When this happens, it makes it very hard to judge values by eye. So don’t feel bad if you’ve been struggling with it.
Second, the range of our materials, from the darkest dark to the lightest light, is narrower than the range of values we see.
You can test this pretty easily yourself, I’ll show you how in a moment.
How to get your values more right
So let’s start taking some simple steps to start seeing value better.
First, you need to find a way to override your brain’s tendency to label by the local. Here’s how:
Get yourself a colour isolator. A colour isolator is just a small, square piece of grey card with a hole in the middle. Make the piece of card about 5 centimetres along each side, with the hole about 2 centimetres along each side.
Now, make a value scale. You can make yourself a three-step value scale really easily, but if you want to go the whole hog, here’s a couple of videos showing how to make a 9 step value scale with oils.
I did these videos a while ago and they’re a bit rough and ready, but they take you through making a 9-step value scale in detail.

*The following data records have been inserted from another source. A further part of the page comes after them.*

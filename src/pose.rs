//! Pose data model: COCO-17 landmark schema, poses as produced by the detector,
//! and inter-frame movement measurement over a fixed set of core joints.

use serde::{Deserialize, Serialize};

/// One detected body point in frame pixel coordinates.
#[derive(Debug, Clone, Copy, PartialEq, Serialize, Deserialize)]
pub struct Landmark {
    pub x: f32,
    pub y: f32,
    /// Detector confidence in [0, 1].
    #[serde(alias = "score")]
    pub confidence: f32,
}

impl Landmark {
    pub fn new(x: f32, y: f32, confidence: f32) -> Self {
        Self { x, y, confidence }
    }

    /// True if the landmark clears `min_confidence` (strictly greater).
    #[inline]
    pub fn is_confident(&self, min_confidence: f32) -> bool {
        self.confidence > min_confidence
    }
}

/// Fixed landmark schema shared by every pose (COCO-17 ordering).
#[derive(Debug, Clone, Copy, PartialEq, Eq, Hash, Serialize)]
pub enum LandmarkKind {
    Nose,
    LeftEye,
    RightEye,
    LeftEar,
    RightEar,
    LeftShoulder,
    RightShoulder,
    LeftElbow,
    RightElbow,
    LeftWrist,
    RightWrist,
    LeftHip,
    RightHip,
    LeftKnee,
    RightKnee,
    LeftAnkle,
    RightAnkle,
}

impl LandmarkKind {
    pub const COUNT: usize = 17;

    /// Position of this landmark inside `Pose::keypoints`.
    #[inline]
    pub fn index(self) -> usize {
        self as usize
    }
}

/// Joints compared when measuring movement: shoulders, elbows, wrists, knees.
/// Hips, ankles and the face are left out to keep the per-frame cost small.
pub const CORE_MOVEMENT_LANDMARKS: [LandmarkKind; 8] = [
    LandmarkKind::LeftShoulder,
    LandmarkKind::RightShoulder,
    LandmarkKind::LeftElbow,
    LandmarkKind::RightElbow,
    LandmarkKind::LeftWrist,
    LandmarkKind::RightWrist,
    LandmarkKind::LeftKnee,
    LandmarkKind::RightKnee,
];

/// One person's landmarks for one frame.
#[derive(Debug, Clone, PartialEq, Serialize, Deserialize)]
pub struct Pose {
    pub keypoints: Vec<Landmark>,
}

/// Axis-aligned box in frame pixels.
#[derive(Debug, Clone, Copy, PartialEq, Serialize)]
pub struct BoundingBox {
    pub x: f32,
    pub y: f32,
    pub width: f32,
    pub height: f32,
}

impl Pose {
    pub fn new(keypoints: Vec<Landmark>) -> Self {
        Self { keypoints }
    }

    #[inline]
    pub fn landmark(&self, kind: LandmarkKind) -> Option<&Landmark> {
        self.keypoints.get(kind.index())
    }

    #[inline]
    pub fn nose(&self) -> Option<&Landmark> {
        self.landmark(LandmarkKind::Nose)
    }

    /// A pose missing part of the schema is malformed and never tracked.
    pub fn is_complete(&self) -> bool {
        self.keypoints.len() >= LandmarkKind::COUNT
    }

    /// Box around every landmark above `min_confidence`, grown by `padding`
    /// on each side. None when no landmark qualifies.
    pub fn bounding_box(&self, min_confidence: f32, padding: f32) -> Option<BoundingBox> {
        let mut confident = self
            .keypoints
            .iter()
            .filter(|l| l.is_confident(min_confidence));
        let first = confident.next()?;
        let (mut min_x, mut min_y, mut max_x, mut max_y) = (first.x, first.y, first.x, first.y);
        for l in confident {
            min_x = min_x.min(l.x);
            min_y = min_y.min(l.y);
            max_x = max_x.max(l.x);
            max_y = max_y.max(l.y);
        }
        Some(BoundingBox {
            x: min_x - padding,
            y: min_y - padding,
            width: (max_x - min_x) + padding * 2.0,
            height: (max_y - min_y) + padding * 2.0,
        })
    }
}

/// Mean L1 displacement of the core joints between two poses.
///
/// Only joints above `min_confidence` in both poses count. Returns 0 when no
/// joint pair qualifies. L1 (`|dx| + |dy|`) overestimates the Euclidean
/// distance; thresholds are tuned against it, so callers must not treat the
/// result as a true distance.
pub fn measure_movement(reference: &Pose, current: &Pose, min_confidence: f32) -> f32 {
    let mut total = 0.0f32;
    let mut valid = 0u32;

    for kind in CORE_MOVEMENT_LANDMARKS {
        let (Some(before), Some(after)) = (reference.landmark(kind), current.landmark(kind)) else {
            continue;
        };
        if !before.is_confident(min_confidence) || !after.is_confident(min_confidence) {
            continue;
        }
        total += (before.x - after.x).abs() + (before.y - after.y).abs();
        valid += 1;
    }

    if valid > 0 {
        total / valid as f32
    } else {
        0.0
    }
}


#[cfg(test)]
mod tests {
    use super::test_support::*;
    use super::*;

    #[test]
    fn test_identical_poses_do_not_move() {
        let pose = pose_at(400.0);
        assert_eq!(measure_movement(&pose, &pose.clone(), 0.2), 0.0);
    }

    #[test]
    fn test_single_wrist_move_is_l1_distance() {
        // Only the left wrist is confident on both sides.
        let base = uniform_pose(0.0, 0.0, 0.1);
        let reference = with_landmark(
            base.clone(),
            LandmarkKind::LeftWrist,
            Landmark::new(100.0, 100.0, 0.9),
        );
        let current = with_landmark(base, LandmarkKind::LeftWrist, Landmark::new(130.0, 100.0, 0.9));
        assert_eq!(measure_movement(&reference, &current, 0.2), 30.0);
    }

    #[test]
    fn test_movement_is_mean_over_valid_pairs() {
        let base = uniform_pose(0.0, 0.0, 0.1);
        let reference = with_landmark(
            with_landmark(base.clone(), LandmarkKind::LeftKnee, Landmark::new(10.0, 10.0, 0.8)),
            LandmarkKind::RightKnee,
            Landmark::new(10.0, 10.0, 0.8),
        );
        let current = with_landmark(
            with_landmark(base, LandmarkKind::LeftKnee, Landmark::new(13.0, 14.0, 0.8)),
            LandmarkKind::RightKnee,
            Landmark::new(10.0, 15.0, 0.8),
        );
        // (3 + 4) and (0 + 5) over two pairs.
        assert_eq!(measure_movement(&reference, &current, 0.2), 6.0);
    }

    #[test]
    fn test_low_confidence_pairs_are_ignored() {
        let reference = uniform_pose(0.0, 0.0, 0.9);
        // Exactly at the threshold does not count.
        let current = uniform_pose(500.0, 500.0, 0.2);
        assert_eq!(measure_movement(&reference, &current, 0.2), 0.0);
    }

    #[test]
    fn test_face_and_ankles_are_not_measured() {
        let reference = pose_at(400.0);
        let current = with_landmark(
            with_landmark(reference.clone(), LandmarkKind::Nose, Landmark::new(900.0, 0.0, 0.9)),
            LandmarkKind::LeftAnkle,
            Landmark::new(0.0, 900.0, 0.9),
        );
        assert_eq!(measure_movement(&reference, &current, 0.2), 0.0);
    }

    #[test]
    fn test_truncated_pose_counts_only_present_joints() {
        let reference = uniform_pose(0.0, 0.0, 0.9);
        let mut current = uniform_pose(10.0, 0.0, 0.9);
        current.keypoints.truncate(LandmarkKind::LeftElbow.index());
        assert!(!current.is_complete());
        // Only both shoulders survive the truncation.
        assert_eq!(measure_movement(&reference, &current, 0.2), 10.0);
    }

    #[test]
    fn test_bounding_box_uses_confident_landmarks() {
        let pose = with_landmark(
            with_landmark(
                uniform_pose(50.0, 50.0, 0.1),
                LandmarkKind::LeftShoulder,
                Landmark::new(100.0, 200.0, 0.9),
            ),
            LandmarkKind::RightKnee,
            Landmark::new(160.0, 400.0, 0.9),
        );
        let bbox = pose.bounding_box(0.2, 20.0).unwrap();
        assert_eq!(bbox.x, 80.0);
        assert_eq!(bbox.y, 180.0);
        assert_eq!(bbox.width, 100.0);
        assert_eq!(bbox.height, 240.0);

        assert!(uniform_pose(0.0, 0.0, 0.1).bounding_box(0.2, 20.0).is_none());
    }

    #[test]
    fn test_landmark_accepts_score_field() {
        let l: Landmark = serde_json::from_str(r#"{"x": 1.0, "y": 2.0, "score": 0.7}"#).unwrap();
        assert_eq!(l, Landmark::new(1.0, 2.0, 0.7));
    }
}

Now, go around your house and start finding out what values you’re actually seeing. Hold your scale and your isolator up in front of a few things and see what the value is, like this:
The value scale in the picture above is from Liquitex, a grandly titled Liquitex ® Value Finder. You can sometimes get them from Amazon, but it’s easy to just make your own scale – and excellent practice too.

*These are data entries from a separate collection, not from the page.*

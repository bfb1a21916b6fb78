//! Latency histograms for the frame path and the phase loop.
//! Each metric keeps the most recent samples and reports p50/p95/p99.

use std::collections::HashMap;
use std::sync::Arc;
use std::time::Instant;

use parking_lot::Mutex;
use serde::Serialize;

/// Records elapsed microseconds into the registry when finished.
pub struct TimingSpan {
    name: &'static str,
    start: Instant,
    registry: Arc<MetricsRegistry>,
}

impl TimingSpan {
    pub fn finish(self) -> f64 {
        let elapsed_us = self.start.elapsed().as_micros() as f64;
        self.registry.record(self.name, elapsed_us);
        elapsed_us
    }
}

/// Bounded sample window; the oldest sample is overwritten when full.
struct SampleWindow {
    samples: Vec<f64>,
    next: usize,
    len: usize,
}

impl SampleWindow {
    fn new(capacity: usize) -> Self {
        Self {
            samples: vec![0.0; capacity],
            next: 0,
            len: 0,
        }
    }

    fn push(&mut self, value: f64) {
        let capacity = self.samples.len();
        self.samples[self.next] = value;
        self.next = (self.next + 1) % capacity;
        self.len = (self.len + 1).min(capacity);
    }

    fn percentile(&self, p: f64) -> f64 {
        if self.len == 0 {
            return 0.0;
        }
        let mut sorted = self.samples[..self.len].to_vec();
        sorted.sort_by(|a, b| a.total_cmp(b));
        let rank = ((p / 100.0) * (self.len as f64 - 1.0)).round() as usize;
        sorted[rank.min(self.len - 1)]
    }
}

pub struct MetricsRegistry {
    windows: Mutex<HashMap<&'static str, SampleWindow>>,
    window_capacity: usize,
}

impl Default for MetricsRegistry {
    fn default() -> Self {
        Self::new()
    }
}

impl MetricsRegistry {
    pub fn new() -> Self {
        Self::with_capacity(1024)
    }

    pub fn with_capacity(window_capacity: usize) -> Self {
        Self {
            windows: Mutex::new(HashMap::new()),
            window_capacity: window_capacity.max(1),
        }
    }

    /// Record one sample in microseconds.
    pub fn record(&self, name: &'static str, value_us: f64) {
        let mut windows = self.windows.lock();
        windows
            .entry(name)
            .or_insert_with(|| SampleWindow::new(self.window_capacity))
            .push(value_us);
        tracing::trace!(metric = name, value_us, "metric_recorded");
    }

    pub fn span(self: &Arc<Self>, name: &'static str) -> TimingSpan {
        TimingSpan {
            name,
            start: Instant::now(),
            registry: Arc::clone(self),
        }
    }

    pub fn percentile(&self, name: &str, p: f64) -> f64 {
        self.windows
            .lock()
            .get(name)
            .map(|w| w.percentile(p))
            .unwrap_or(0.0)
    }

    pub fn summary(&self) -> HashMap<String, MetricSummary> {
        self.windows
            .lock()
            .iter()
            .map(|(&name, window)| {
                (
                    name.to_string(),
                    MetricSummary {
                        p50_us: window.percentile(50.0),
                        p95_us: window.percentile(95.0),
                        p99_us: window.percentile(99.0),
                        count: window.len,
                    },
                )
            })
            .collect()
    }
}

#[derive(Debug, Clone, Serialize)]
pub struct MetricSummary {
    pub p50_us: f64,
    pub p95_us: f64,
    pub p99_us: f64,
    pub count: usize,
}

pub mod metric_names {
    pub const ASSIGN_SLOTS: &str = "t_assign_slots";
    pub const FRAME_QUEUE_WAIT: &str = "frame_queue_wait";
    pub const ANNOUNCE: &str = "t_announce";
    pub const PHASE_CYCLE: &str = "t_phase_cycle";
}
//! Built-in renderers.

use axum::body::Body;
use axum::http::header::{self, HeaderValue};
use axum::response::Response;
use serde_json::Value;

use super::RenderError;
use crate::proxy::ProxyResponse;

const EMPTY_OBJECT: &str = "{}";
const EMPTY_COLLECTION: &str = "[]";

fn write(out: &mut Response, content_type: &'static str, body: Body) {
    out.headers_mut()
        .insert(header::CONTENT_TYPE, HeaderValue::from_static(content_type));
    *out.body_mut() = body;
}

pub(super) fn json(out: &mut Response, response: Option<ProxyResponse>) -> Result<(), RenderError> {
    let body = match response {
        Some(response) => Body::from(serde_json::to_vec(&response.data)?),
        None => Body::from(EMPTY_OBJECT),
    };
    write(out, "application/json", body);
    Ok(())
}

/// Renders the `collection` field as a top-level array.
pub(super) fn json_collection(
    out: &mut Response,
    response: Option<ProxyResponse>,
) -> Result<(), RenderError> {
    let collection = response.and_then(|mut r| r.data.remove("collection"));
    let body = match collection {
        Some(collection) => Body::from(serde_json::to_vec(&collection)?),
        None => Body::from(EMPTY_COLLECTION),
    };
    write(out, "application/json", body);
    Ok(())
}

/// Renders the `content` field as plain text.
pub(super) fn string(out: &mut Response, response: Option<ProxyResponse>) -> Result<(), RenderError> {
    let content = match response.as_ref().and_then(|r| r.data.get("content")) {
        Some(Value::String(s)) => s.clone(),
        _ => String::new(),
    };
    write(out, "text/plain", Body::from(content));
    Ok(())
}

/// Passthrough of the single backend's status, headers and body.
pub(super) fn noop(out: &mut Response, response: Option<ProxyResponse>) -> Result<(), RenderError> {
    let Some(response) = response else {
        return Err(RenderError::EmptyResponse);
    };

    for (name, value) in response.metadata.headers.iter() {
        out.headers_mut().append(name.clone(), value.clone());
    }
    if let Some(status) = response.metadata.status_code {
        *out.status_mut() = status;
    }
    if let Some(io) = response.io {
        *out.body_mut() = io;
    }
    Ok(())
}

#[cfg(test)]
mod tests {
    use super::*;
    use axum::body::to_bytes;
    use axum::http::StatusCode;
    use crate::proxy::Metadata;

    #[tokio::test]
    async fn test_noop_copies_metadata_and_body() {
        let mut headers = axum::http::HeaderMap::new();
        headers.insert("x-upstream", HeaderValue::from_static("1"));
        let response = ProxyResponse {
            metadata: Metadata {
                status_code: Some(StatusCode::CREATED),
                headers,
            },
            io: Some(Body::from("raw bytes")),
            ..ProxyResponse::default()
        };

        let mut out = Response::new(Body::empty());
        out.headers_mut()
            .insert("x-upstream", HeaderValue::from_static("0"));
        noop(&mut out, Some(response)).unwrap();

        assert_eq!(out.status(), StatusCode::CREATED);
        let values: Vec<_> = out.headers().get_all("x-upstream").iter().collect();
        assert_eq!(values, ["0", "1"]);
        let body = to_bytes(out.into_body(), usize::MAX).await.unwrap();
        assert_eq!(&body[..], b"raw bytes");
    }
}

Some of the values you find might surprise you! Try scanning across a white wall and see how much the value changes.
In the picture above, I’m holding the scale and isolator up in front of a white wall in half shadow. The value it appears is a mid value, a value 5 on that Liquitex scale.
Next, try match a few of the values you see in charcoal or pencil, then holding the little value swatches you draw up against the value you tried to match to test them.
This step is important because it starts to tune your brain into seeing values as they really appear to you, and translating those values into drawing. It really helps you to begin overriding that powerful, labelling left brain.
Getting Values More Right
Once you try this simple exercise, you’ll probably realise quite quickly that you can use this simple combination of an isolator and a value scale to help you get your values more right when you’re actually painting, or drawing.
I’ll be covering how to do that in a future post.
If you find yourself struggling with value (and everybody does) hopefully this post has given you an idea of why, and also how you can take a small – but very effective – step in starting to see value more accurately.
Because it starts with seeing value better, and for that you need eye training.
It starts – and ends – with learning to see.